**WHAT TO WORK ON**:
Work out how many lines in the material below hold the word "corrupt". Write only the number.

**DATA FOR REVIEW**:
::::::::::

use chrono::Utc;
use rusqlite::{params, Connection, OptionalExtension, Transaction};
use uuid::Uuid;

use super::{corrupt, parse_datetime, Store, StoreError, StoreResult};
use crate::models::*;

impl Store {
    // ==================== Relationship Operations ====================

    /// Insert a pending friend edge `from -> to` unless one is already pending
    /// or accepted in that direction. The check and the insert share a transaction.
    pub fn create_friend_request(&self, from: &str, to: &str) -> StoreResult<Relationship> {
        let mut conn = self.conn();
        let tx = conn.transaction()?;

        let existing: Option<String> = tx
            .query_row(
                r#"SELECT status FROM relationships
                   WHERE user_id = ?1 AND target_user_id = ?2 AND kind = ?3
                     AND status IN ('pending', 'accepted')
                   ORDER BY created_at ASC LIMIT 1"#,
                params![from, to, RelationshipKind::Friend.to_db()],
                |row| row.get(0),
            )
            .optional()?;
        match existing.as_deref() {
            Some("accepted") => return Err(StoreError::Conflict("Already friends".into())),
            Some(_) => return Err(StoreError::Conflict("Friend request already sent".into())),
            None => {}
        }

        let mut edge = Relationship::new(from, to, RelationshipKind::Friend, RelationshipStatus::Pending);
        insert_relationship(&tx, &mut edge)?;
        tx.commit()?;
        Ok(edge)
    }

    pub fn get_relationship(&self, id: &str) -> StoreResult<Relationship> {
        let conn = self.conn();
        conn.query_row(
            "SELECT * FROM relationships WHERE id = ?1",
            params![id],
            row_to_relationship,
        )
        .map_err(|e| match e {
            rusqlite::Error::QueryReturnedNoRows => {
                StoreError::NotFound(format!("Relationship {}", id))
            }
            _ => StoreError::Database(e),
        })
    }

    /// First edge `user_id -> target_user_id` of the given kind, optionally filtered by status
    pub fn find_relationship(
        &self,
        user_id: &str,
        target_user_id: &str,
        kind: RelationshipKind,
        status: Option<RelationshipStatus>,
    ) -> StoreResult<Option<Relationship>> {
        let conn = self.conn();
        let rel = match status {
            Some(status) => conn
                .query_row(
                    r#"SELECT * FROM relationships
                       WHERE user_id = ?1 AND target_user_id = ?2 AND kind = ?3 AND status = ?4
                       ORDER BY created_at ASC LIMIT 1"#,
                    params![user_id, target_user_id, kind.to_db(), status.to_db()],
                    row_to_relationship,
                )
                .optional()?,
            None => conn
                .query_row(
                    r#"SELECT * FROM relationships
                       WHERE user_id = ?1 AND target_user_id = ?2 AND kind = ?3
                       ORDER BY created_at ASC LIMIT 1"#,
                    params![user_id, target_user_id, kind.to_db()],
                    row_to_relationship,
                )
                .optional()?,
        };
        Ok(rel)
    }

    /// Move a pending friend edge to rejected. Rejection is terminal.
    pub fn reject_friend_request(&self, id: &str) -> StoreResult<()> {
        let mut conn = self.conn();
        let tx = conn.transaction()?;
        claim_pending(&tx, id, RelationshipStatus::Rejected, &Utc::now().to_rfc3339())?;
        tx.commit()?;
        Ok(())
    }

    /// Accept a pending friend edge and establish the reciprocal accepted edge
    /// in one transaction. An existing reverse friend edge is upgraded in place.
    pub fn accept_friend_request(&self, id: &str) -> StoreResult<Relationship> {
        let mut conn = self.conn();
        let tx = conn.transaction()?;
        let now = Utc::now().to_rfc3339();

        let edge = claim_pending(&tx, id, RelationshipStatus::Accepted, &now)?;

        let reverse: Option<String> = tx
            .query_row(
                r#"SELECT id FROM relationships
                   WHERE user_id = ?1 AND target_user_id = ?2 AND kind = ?3
                   ORDER BY created_at ASC LIMIT 1"#,
                params![
                    &edge.target_user_id,
                    &edge.user_id,
                    RelationshipKind::Friend.to_db()
                ],
                |row| row.get(0),
            )
            .optional()?;

        let reciprocal_id = match reverse {
            Some(reverse_id) => {
                tx.execute(
                    "UPDATE relationships SET status = ?1, updated_at = ?2 WHERE id = ?3",
                    params![RelationshipStatus::Accepted.to_db(), &now, &reverse_id],
                )?;
                reverse_id
            }
            None => {
                let reciprocal_id = Uuid::new_v4().to_string();
                tx.execute(
                    r#"INSERT INTO relationships (id, user_id, target_user_id, kind, status, created_at, updated_at)
                       VALUES (?1, ?2, ?3, ?4, ?5, ?6, ?6)"#,
                    params![
                        &reciprocal_id,
                        &edge.target_user_id,
                        &edge.user_id,
                        RelationshipKind::Friend.to_db(),
                        RelationshipStatus::Accepted.to_db(),
                        &now,
                    ],
                )?;
                reciprocal_id
            }
        };

        let reciprocal = tx.query_row(
            "SELECT * FROM relationships WHERE id = ?1",
            params![&reciprocal_id],
            row_to_relationship,
        )?;
        tx.commit()?;
        Ok(reciprocal)
    }

    /// Drop every outbound edge `user_id -> target_user_id`, then record the block.
    /// The reverse direction is left untouched.
    pub fn replace_with_block(&self, user_id: &str, target_user_id: &str) -> StoreResult<Relationship> {
        let mut conn = self.conn();
        let tx = conn.transaction()?;

        tx.execute(
            "DELETE FROM relationships WHERE user_id = ?1 AND target_user_id = ?2",
            params![user_id, target_user_id],
        )?;

        let mut block = Relationship::new(
            user_id,
            target_user_id,
            RelationshipKind::Blocked,
            RelationshipStatus::Accepted,
        );
        insert_relationship(&tx, &mut block)?;

        tx.commit()?;
        Ok(block)
    }

    /// Edges leaving `user_id` with the given kind and status
    pub fn list_outgoing(
        &self,
        user_id: &str,
        kind: RelationshipKind,
        status: RelationshipStatus,
    ) -> StoreResult<Vec<Relationship>> {
        let conn = self.conn();
        let mut stmt = conn.prepare(
            r#"SELECT * FROM relationships
               WHERE user_id = ?1 AND kind = ?2 AND status = ?3
               ORDER BY created_at ASC"#,
        )?;
        let rels = stmt
            .query_map(params![user_id, kind.to_db(), status.to_db()], row_to_relationship)?
            .collect::<Result<Vec<_>, _>>()?;
        Ok(rels)
    }

    /// Edges pointing at `target_user_id` with the given kind and status
    pub fn list_incoming(
        &self,
        target_user_id: &str,
        kind: RelationshipKind,
        status: RelationshipStatus,
    ) -> StoreResult<Vec<Relationship>> {
        let conn = self.conn();
        let mut stmt = conn.prepare(
            r#"SELECT * FROM relationships
               WHERE target_user_id = ?1 AND kind = ?2 AND status = ?3
               ORDER BY created_at ASC"#,
        )?;
        let rels = stmt
            .query_map(
                params![target_user_id, kind.to_db(), status.to_db()],
                row_to_relationship,
            )?
            .collect::<Result<Vec<_>, _>>()?;
        Ok(rels)
    }
}

/// Move a pending edge to `status`. Conflict if it is no longer pending.
fn claim_pending(
    tx: &Transaction,
    id: &str,
    status: RelationshipStatus,
    now: &str,
) -> StoreResult<Relationship> {
    let rows = tx.execute(
        "UPDATE relationships SET status = ?1, updated_at = ?2 WHERE id = ?3 AND status = ?4",
        params![status.to_db(), now, id, RelationshipStatus::Pending.to_db()],
    )?;

    let edge = tx
        .query_row(
            "SELECT * FROM relationships WHERE id = ?1",
            params![id],
            row_to_relationship,
        )
        .optional()?
        .ok_or_else(|| StoreError::NotFound(format!("Relationship {}", id)))?;
    if rows == 0 {
        return Err(StoreError::Conflict("Friend request already answered".into()));
    }
    Ok(edge)
}

pub(super) fn insert_relationship(conn: &Connection, rel: &mut Relationship) -> StoreResult<()> {
    rel.id = Uuid::new_v4().to_string();
    let now = Utc::now();
    rel.created_at = now;
    rel.updated_at = now;

    conn.execute(
        r#"INSERT INTO relationships (id, user_id, target_user_id, kind, status, created_at, updated_at)
           VALUES (?1, ?2, ?3, ?4, ?5, ?6, ?7)"#,
        params![
            &rel.id,
            &rel.user_id,
            &rel.target_user_id,
            rel.kind.to_db(),
            rel.status.to_db(),
            rel.created_at.to_rfc3339(),
            rel.updated_at.to_rfc3339(),
        ],
    )?;
    Ok(())
}

fn row_to_relationship(row: &rusqlite::Row) -> rusqlite::Result<Relationship> {
    let kind: String = row.get("kind")?;
    let status: String = row.get("status")?;
    Ok(Relationship {
        id: row.get("id")?,
        user_id: row.get("user_id")?,
        target_user_id: row.get("target_user_id")?,
        kind: RelationshipKind::from_db(&kind).ok_or_else(|| corrupt("kind", &kind))?,
        status: RelationshipStatus::from_db(&status).ok_or_else(|| corrupt("status", &status))?,
        created_at: parse_datetime(row.get::<_, String>("created_at")?),
        updated_at: parse_datetime(row.get::<_, String>("updated_at")?),
    })
}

::::::::::

**TASK RESPONSE**:
3